EXERCISE BRIEF — Check each line below for the word "args" and give the number of lines that have it, nothing more.

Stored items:
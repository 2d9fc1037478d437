use std::process::ExitCode;

use clap::Parser;
use trcat::cli::{Arguments, Command, ExitStatus};

fn main() -> ExitCode {
    let args = Arguments::parse();
    trcat::logging::init(args.verbose());

    if matches!(args.command, Some(Command::Serve)) {
        if let Err(err) = trcat::mcp::run_server() {
            eprintln!("Error: {:#}", err);
            return ExitStatus::Error.into();
        }
        return ExitStatus::Success.into();
    }

    match trcat::cli::run_cli(args) {
        Ok(code) => code,
        Err(err) => {
            eprintln!("Error: {:#}", err);
            ExitStatus::Error.into()
        }
    }
}
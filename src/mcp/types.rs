use schemars::JsonSchema;
use serde::{Deserialize, Serialize};

use crate::core::{CatalogEntry, ChangedEntry};
use crate::issues::{Issue, Report, ReportLocation};

// ============================================================
// Parameters
// ============================================================

#[derive(Debug, Deserialize, JsonSchema)]
#[serde(rename_all = "camelCase")]
pub struct GetConfigParams {
    /// Absolute path of the project root
    pub project_root_path: String,
}

#[derive(Debug, Deserialize, JsonSchema)]
#[serde(rename_all = "camelCase")]
pub struct ExtractCatalogParams {
    /// Absolute path of the project root
    pub project_root_path: String,
    /// Documents or directories relative to the project root (default: the root)
    pub documents: Option<Vec<String>>,
    /// Marker identifiers (default: configured markers)
    pub markers: Option<Vec<String>>,
    /// Write the catalog to the configured output file when complete
    pub write: Option<bool>,
    /// Max entries to return (default 50, max 200)
    pub limit: Option<u32>,
    /// Entries to skip
    pub offset: Option<u32>,
}

#[derive(Debug, Deserialize, JsonSchema)]
#[serde(rename_all = "camelCase")]
pub struct DiffCatalogsParams {
    /// Absolute path of the project root
    pub project_root_path: String,
    /// Previously committed catalog, relative to the project root
    pub old_catalog: String,
    /// Newly extracted catalog, relative to the project root
    pub new_catalog: String,
}

// ============================================================
// Config Types (get_config)
// ============================================================

/// Configuration DTO for MCP
#[derive(Debug, Serialize, JsonSchema)]
#[serde(rename_all = "camelCase")]
pub struct ConfigDto {
    /// True if config was loaded from a file, false if using defaults
    pub from_file: bool,
    pub config: ConfigValues,
}

#[derive(Debug, Serialize, JsonSchema)]
#[serde(rename_all = "camelCase")]
pub struct ConfigValues {
    pub markers: Vec<String>,
    pub extensions: Vec<String>,
    pub ignores: Vec<String>,
    pub output: String,
    pub report_variants: bool,
}

impl From<crate::config::Config> for ConfigValues {
    fn from(c: crate::config::Config) -> Self {
        Self {
            markers: c.markers,
            extensions: c.extensions,
            ignores: c.ignores,
            output: c.output,
            report_variants: c.report_variants,
        }
    }
}

// ============================================================
// Extraction Types (extract_catalog)
// ============================================================

#[derive(Debug, Serialize, JsonSchema)]
#[serde(rename_all = "camelCase")]
pub struct ExtractCatalogResult {
    pub stats: ExtractStats,
    /// Catalog entries in rank order (paginated)
    pub entries: Vec<EntryItem>,
    /// All issues, sorted by location
    pub issues: Vec<IssueItem>,
    pub pagination: Pagination,
    /// Catalog path relative to the project root, when written
    pub written: Option<String>,
}

#[derive(Debug, Serialize, JsonSchema)]
#[serde(rename_all = "camelCase")]
pub struct ExtractStats {
    pub documents_scanned: usize,
    pub strings_extracted: usize,
    pub entry_count: usize,
    pub error_count: usize,
    pub warning_count: usize,
    /// False when a document could not be read
    pub complete: bool,
    pub hash: String,
}

#[derive(Debug, Serialize, JsonSchema)]
#[serde(rename_all = "camelCase")]
pub struct EntryItem {
    pub key: String,
    pub rank: usize,
    pub text: String,
    pub occurrence_count: usize,
    /// First occurrence as `document:line:column`
    pub first_seen: Option<String>,
}

impl From<&CatalogEntry> for EntryItem {
    fn from(entry: &CatalogEntry) -> Self {
        Self {
            key: entry.key.to_string(),
            rank: entry.rank,
            text: entry.text.clone(),
            occurrence_count: entry.occurrences.len(),
            first_seen: entry.occurrences.first().map(ToString::to_string),
        }
    }
}

#[derive(Debug, Serialize, JsonSchema)]
#[serde(rename_all = "camelCase")]
pub struct IssueItem {
    pub severity: String,
    pub rule: String,
    pub message: String,
    pub document_id: String,
    pub line: Option<usize>,
    pub column: Option<usize>,
    pub details: Option<String>,
}

impl From<&Issue> for IssueItem {
    fn from(issue: &Issue) -> Self {
        let (document_id, line, column) = match issue.location() {
            ReportLocation::Source(ctx) => {
                (ctx.document_id().to_string(), Some(ctx.line()), Some(ctx.col()))
            }
            ReportLocation::File { path } => (path.to_string(), None, None),
        };
        Self {
            severity: issue.report_severity().to_string(),
            rule: issue.report_rule().to_string(),
            message: issue.message(),
            document_id,
            line,
            column,
            details: issue.details(),
        }
    }
}

// ============================================================
// Diff Types (diff_catalogs)
// ============================================================

#[derive(Debug, Serialize, JsonSchema)]
#[serde(rename_all = "camelCase")]
pub struct DiffCatalogsResult {
    pub has_changes: bool,
    pub added: Vec<EntryItem>,
    pub removed: Vec<EntryItem>,
    pub changed: Vec<ChangedItem>,
    pub unchanged: usize,
}

#[derive(Debug, Serialize, JsonSchema)]
#[serde(rename_all = "camelCase")]
pub struct ChangedItem {
    pub key: String,
    pub old_text: String,
    pub new_text: String,
}

impl From<&ChangedEntry<'_>> for ChangedItem {
    fn from(change: &ChangedEntry<'_>) -> Self {
        Self {
            key: change.new.key.to_string(),
            old_text: change.old.text.clone(),
            new_text: change.new.text.clone(),
        }
    }
}

/// Pagination information
#[derive(Debug, Serialize, JsonSchema)]
#[serde(rename_all = "camelCase")]
pub struct Pagination {
    pub offset: usize,
    pub limit: usize,
    pub has_more: bool,
}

WORKED SOLUTION — 4